Trevor watches the video once a week, he figures—maybe more often than that. It was the first time he saw his father cry. "Ever," Trevor said. "He's emotional, but he's not a crier."
Richard Williams made an exception after Trevor's Major League debut, the Pirates' 4-3 victory over the Cardinals on Sept. 7, 2016. Trevor met his family near PNC Park's home dugout. He kissed his wife, Jackie, who was holding their sleeping 11-month-old son, Isaac.
Then Richard stepped forward to hug his son. Trevor surprised his father, who was unable to contain his emotions, with the ball from his first Major League win. As Trevor retreated to the Pirates' clubhouse, Richard lamented to Jackie that he didn't take any pictures. The next day, they realized they didn't need any. The whole thing, captured on camera, went viral within hours.
What captured the Internet's attention? It was raw and relatable, emotional and unscripted. It was the best moment of Trevor's young career. It was a representation of baseball's impact, generations brought together by their love for the game and each other. But it was so much more than that. "It was a culmination of a lot of things," Richard said. "I remember looking at him and being so proud. And I was so happy to be alive." (Berry - mlb.com - 3/14/17)

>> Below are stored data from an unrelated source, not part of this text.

//! BLS12-381 keys and signatures for `f3`/`t3` accounts
//!
//! Uses the min_pk variant (48-byte G1 public keys, 96-byte G2 signatures)
//! with the ciphersuite Filecoin signs under. Keys derived from a wallet
//! seed go through [`BlsSecretKey::from_seed`]: a ChaCha20 stream keyed by
//! the 32-byte seed supplies the IKM for `KeyGen`, as filecoin-ffi does.

use crate::error::BlsError;
use blst::min_pk::{PublicKey as BlstPubKey, SecretKey as BlstSecKey, Signature as BlstSig};
use blst::BLST_ERROR;
use filwallet_types::{Address, AddressError, Network};
use rand_chacha::rand_core::{RngCore, SeedableRng};
use rand_chacha::ChaCha20Rng;
use serde::{Deserialize, Serialize};
use zeroize::{Zeroize, Zeroizing};

/// Domain separation tag for message signatures
pub const DST_FILECOIN: &[u8] = b"BLS_SIG_BLS12381G2_XMD:SHA-256_SSWU_RO_NUL_";

/// Secret key width
pub const BLS_SECRET_KEY_LEN: usize = 32;

/// Compressed public key width
pub const BLS_PUBLIC_KEY_LEN: usize = 48;

/// Signature width
pub const BLS_SIGNATURE_LEN: usize = 96;

/// BLS12-381 secret key (32 bytes)
#[derive(Clone)]
pub struct BlsSecretKey(BlstSecKey);

impl BlsSecretKey {
    /// Expand 32 bytes of input key material into a secret key
    ///
    /// `KeyGen` with the unhashed `BLS-SIG-KEYGEN-SALT-` salt (draft v3).
    pub fn from_ikm(ikm: &[u8; 32]) -> Result<Self, BlsError> {
        BlstSecKey::key_gen_v3(ikm, &[])
            .map(Self)
            .map_err(|_| BlsError::KeyGeneration)
    }

    /// Generate the key filecoin-ffi produces for a 32-byte seed
    ///
    /// The first 32 bytes of `ChaCha20Rng::from_seed(seed)` are the IKM.
    pub fn from_seed(seed: &[u8; 32]) -> Result<Self, BlsError> {
        let mut rng = ChaCha20Rng::from_seed(*seed);
        let mut ikm = Zeroizing::new([0u8; 32]);
        rng.fill_bytes(&mut ikm[..]);
        Self::from_ikm(&ikm)
    }

    /// Load from raw bytes (32 bytes big-endian scalar)
    pub fn from_bytes(bytes: &[u8; 32]) -> Result<Self, BlsError> {
        BlstSecKey::from_bytes(bytes)
            .map(Self)
            .map_err(|_| BlsError::InvalidSecretKey)
    }

    /// Serialize to bytes (32 bytes big-endian scalar)
    pub fn to_bytes(&self) -> [u8; 32] {
        self.0.to_bytes()
    }

    /// Load from the little-endian scalar form used in Lotus key records
    pub fn from_le_bytes(bytes: &[u8; 32]) -> Result<Self, BlsError> {
        let mut be = *bytes;
        be.reverse();
        let key = Self::from_bytes(&be);
        be.zeroize();
        key
    }

    /// Serialize to the little-endian scalar form used in Lotus key records
    pub fn to_le_bytes(&self) -> [u8; 32] {
        let mut le = self.to_bytes();
        le.reverse();
        le
    }

    /// Get the corresponding public key
    pub fn public_key(&self) -> BlsPublicKey {
        BlsPublicKey(self.0.sk_to_pk())
    }

    /// Sign a message. Deterministic: same key and message give the same bytes.
    pub fn sign(&self, msg: &[u8]) -> BlsSignature {
        BlsSignature(self.0.sign(msg, DST_FILECOIN, &[]))
    }
}

impl std::fmt::Debug for BlsSecretKey {
    fn fmt(&self, f: &mut std::fmt::Formatter<'_>) -> std::fmt::Result {
        f.debug_struct("BlsSecretKey")
            .field("bytes", &"[REDACTED]")
            .finish()
    }
}

/// BLS12-381 public key (48 bytes compressed)
#[derive(Clone, PartialEq, Eq)]
pub struct BlsPublicKey(BlstPubKey);

impl BlsPublicKey {
    /// Load from bytes (48 bytes compressed)
    pub fn from_bytes(bytes: &[u8; 48]) -> Result<Self, BlsError> {
        BlstPubKey::from_bytes(bytes)
            .map(Self)
            .map_err(|_| BlsError::InvalidPublicKey)
    }

    /// Serialize to bytes (48 bytes compressed)
    pub fn to_bytes(&self) -> [u8; 48] {
        self.0.to_bytes()
    }

    /// Verify a signature
    pub fn verify(&self, msg: &[u8], sig: &BlsSignature) -> bool {
        sig.0.verify(true, msg, DST_FILECOIN, &[], &self.0, true) == BLST_ERROR::BLST_SUCCESS
    }

    /// `f3`/`t3` address carrying this key
    pub fn address(&self, network: Network) -> Result<Address, AddressError> {
        Address::new_bls(network, &self.to_bytes())
    }
}

impl std::fmt::Debug for BlsPublicKey {
    fn fmt(&self, f: &mut std::fmt::Formatter<'_>) -> std::fmt::Result {
        let bytes = self.to_bytes();
        write!(f, "BlsPublicKey({})", hex::encode(&bytes[..8]))
    }
}

impl Serialize for BlsPublicKey {
    fn serialize<S>(&self, serializer: S) -> Result<S::Ok, S::Error>
    where
        S: serde::Serializer,
    {
        if serializer.is_human_readable() {
            serializer.serialize_str(&hex::encode(self.to_bytes()))
        } else {
            serializer.serialize_bytes(&self.to_bytes())
        }
    }
}

impl<'de> Deserialize<'de> for BlsPublicKey {
    fn deserialize<D>(deserializer: D) -> Result<Self, D::Error>
    where
        D: serde::Deserializer<'de>,
    {
        let bytes = if deserializer.is_human_readable() {
            let s = String::deserialize(deserializer)?;
            hex::decode(&s).map_err(serde::de::Error::custom)?
        } else {
            Vec::<u8>::deserialize(deserializer)?
        };
        let arr: [u8; 48] = bytes
            .try_into()
            .map_err(|_| serde::de::Error::custom("invalid public key length"))?;
        Self::from_bytes(&arr).map_err(serde::de::Error::custom)
    }
}

/// BLS12-381 signature (96 bytes)
#[derive(Clone)]
pub struct BlsSignature(BlstSig);

impl BlsSignature {
    /// Load from bytes (96 bytes)
    pub fn from_bytes(bytes: &[u8]) -> Result<Self, BlsError> {
        if bytes.len() != BLS_SIGNATURE_LEN {
            return Err(BlsError::InvalidSignature);
        }
        BlstSig::from_bytes(bytes)
            .map(Self)
            .map_err(|_| BlsError::InvalidSignature)
    }

    /// Serialize to bytes
    pub fn to_bytes(&self) -> [u8; 96] {
        self.0.to_bytes()
    }

    /// Verify signature against public key
    pub fn verify(&self, msg: &[u8], pubkey: &BlsPublicKey) -> bool {
        pubkey.verify(msg, self)
    }
}

impl std::fmt::Debug for BlsSignature {
    fn fmt(&self, f: &mut std::fmt::Formatter<'_>) -> std::fmt::Result {
        let bytes = self.to_bytes();
        write!(f, "BlsSignature({})", hex::encode(&bytes[..8]))
    }
}

impl PartialEq for BlsSignature {
    fn eq(&self, other: &Self) -> bool {
        self.to_bytes() == other.to_bytes()
    }
}

impl Eq for BlsSignature {}

/// BLS12-381 key pair
#[derive(Clone, Debug)]
pub struct BlsKeyPair {
    /// Secret key
    pub secret_key: BlsSecretKey,
    /// Public key
    pub public_key: BlsPublicKey,
}

impl BlsKeyPair {
    /// Create from secret key
    pub fn from_secret_key(secret_key: BlsSecretKey) -> Self {
        let public_key = secret_key.public_key();
        Self {
            secret_key,
            public_key,
        }
    }

    /// Sign a message
    pub fn sign(&self, msg: &[u8]) -> BlsSignature {
        self.secret_key.sign(msg)
    }
}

Trevor's father, Richard, was raised by his mother in Chicago, where he grew up a diehard baseball fan and a Cubs supporter. He skipped a week of school in May 1970 to see Ernie Banks hit his 500th home run. His mother grounded him for life. "Then she said, about two weeks into it, 'Was it worth it?'" Richard recalled. "I said, 'Mom, it was so worth it.'"
He joined the Marines in 1974 and served until 1977. After receiving his undergraduate degree from Eastern Illinois University, he went to law school at Drake University in Iowa, and settled in San Diego. He's had Padres season tickets since 1991, and Trevor was born on April 25, 1992. Richard said he has pictures of Trevor in his car seat on the railing at Jack Murphy Stadium.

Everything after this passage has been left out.